Extracted entries START

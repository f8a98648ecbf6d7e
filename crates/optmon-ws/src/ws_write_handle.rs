//! Write handle for sending frames on a streaming channel.
//!
//! Frames go through an mpsc queue drained by the channel's message loop, so
//! the handle stays valid across reconnects.

use crate::connection::ChannelStatus;
use parking_lot::RwLock;
use std::sync::Arc;
use tokio::sync::mpsc;

/// Error type for send operations.
#[derive(Debug, Clone, Copy, PartialEq, Eq)]
pub enum SendError {
    /// Channel is not in `Connected` state.
    NotConnected,
    /// Message loop is gone (session stopped).
    ChannelClosed,
}

impl std::fmt::Display for SendError {
    fn fmt(&self, f: &mut std::fmt::Formatter<'_>) -> std::fmt::Result {
        match self {
            Self::NotConnected => write!(f, "not connected"),
            Self::ChannelClosed => write!(f, "channel closed"),
        }
    }
}

impl std::error::Error for SendError {}

/// Cloneable handle for queueing text frames.
#[derive(Clone)]
pub struct WsWriteHandle {
    tx: mpsc::Sender<String>,
    status: Arc<RwLock<ChannelStatus>>,
}

impl WsWriteHandle {
    pub fn new(tx: mpsc::Sender<String>, status: Arc<RwLock<ChannelStatus>>) -> Self {
        Self { tx, status }
    }

    /// Queue a text frame.
    ///
    /// # Errors
    ///
    /// - `SendError::NotConnected`: channel is not connected
    /// - `SendError::ChannelClosed`: message loop has exited
    pub async fn send_text(&self, text: String) -> Result<(), SendError> {
        if !self.is_connected() {
            return Err(SendError::NotConnected);
        }

        self.tx
            .send(text)
            .await
            .map_err(|_| SendError::ChannelClosed)
    }

    pub fn is_connected(&self) -> bool {
        *self.status.read() == ChannelStatus::Connected && !self.tx.is_closed()
    }

    pub fn status(&self) -> ChannelStatus {
        *self.status.read()
    }
}
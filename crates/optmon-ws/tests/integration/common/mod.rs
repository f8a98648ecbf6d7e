#[path = "../../../../optmon-bot/tests/integration/common/mock_ws.rs"]
pub mod mock_ws;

Extracted entries END

**Work order**
Sift through the entries and copy every line with "Result".

**Task answer**
    fn fmt(&self, f: &mut std::fmt::Formatter<'_>) -> std::fmt::Result {
    pub async fn send_text(&self, text: String) -> Result<(), SendError> {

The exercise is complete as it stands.